Collected data:
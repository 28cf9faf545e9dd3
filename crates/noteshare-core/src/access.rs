//! Sharing predicates.
//!
//! Two rules decide every permission check:
//!
//! - `can_access(note, email)`: the email is the owner or is in `shared_with`.
//!   Gates listing, editing and (by default) deleting.
//! - `is_owner(note, email)`: the email is the owner. Gates sharing.
//!
//! [`AccessPolicy`] maps each [`Operation`] onto one of those rules.

use std::fmt;
use std::str::FromStr;

use serde::{Deserialize, Serialize};

use crate::identity::Email;
use crate::types::Note;

/// Relationship between a requester and a note.
#[derive(Debug, Clone, Copy, PartialEq, Eq, Serialize, Deserialize)]
#[serde(rename_all = "snake_case")]
pub enum Access {
    Owner,
    Shared,
    None,
}

impl Note {
    /// Classify `email` against this note.
    #[must_use]
    pub fn access_for(&self, email: &Email) -> Access {
        if self.owner_email == *email {
            Access::Owner
        } else if self.shared_with.contains(email) {
            Access::Shared
        } else {
            Access::None
        }
    }

    /// Owner or shared.
    #[must_use]
    pub fn can_access(&self, email: &Email) -> bool {
        self.access_for(email) != Access::None
    }

    #[must_use]
    pub fn is_owner(&self, email: &Email) -> bool {
        self.owner_email == *email
    }
}

/// Operations that are checked against an existing note.
///
/// Listing filters by [`Note::can_access`] directly and creation has no note
/// to check, so neither appears here.
#[derive(Debug, Clone, Copy, PartialEq, Eq, Hash)]
pub enum Operation {
    Edit,
    Delete,
    Share,
}

impl fmt::Display for Operation {
    fn fmt(&self, f: &mut fmt::Formatter<'_>) -> fmt::Result {
        let name = match self {
            Self::Edit => "edit",
            Self::Delete => "delete",
            Self::Share => "share",
        };
        f.write_str(name)
    }
}

/// Who may delete a note.
#[derive(Debug, Clone, Copy, PartialEq, Eq, Default)]
pub enum DeletePolicy {
    /// Owner or any shared address.
    #[default]
    OwnerOrShared,
    /// Owner only, matching the share rule.
    OwnerOnly,
}

impl FromStr for DeletePolicy {
    type Err = String;

    fn from_str(s: &str) -> Result<Self, Self::Err> {
        match s.trim().to_ascii_lowercase().as_str() {
            "owner-or-shared" | "shared" => Ok(Self::OwnerOrShared),
            "owner-only" | "owner" => Ok(Self::OwnerOnly),
            other => Err(format!(
                "expected \"owner-or-shared\" or \"owner-only\", got \"{other}\""
            )),
        }
    }
}

/// Maps operations to the access they require.
#[derive(Debug, Clone, Copy, PartialEq, Eq, Default)]
pub struct AccessPolicy {
    pub delete: DeletePolicy,
}

impl AccessPolicy {
    /// Whether a requester with `access` may perform `operation`.
    #[must_use]
    pub fn permits(&self, operation: Operation, access: Access) -> bool {
        match operation {
            Operation::Edit => access != Access::None,
            Operation::Share => access == Access::Owner,
            Operation::Delete => match self.delete {
                DeletePolicy::OwnerOrShared => access != Access::None,
                DeletePolicy::OwnerOnly => access == Access::Owner,
            },
        }
    }
}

Task goal.
Tell how many lines in the entries contain the string "FromStr". Give the number and nothing more.

Expected answer.
2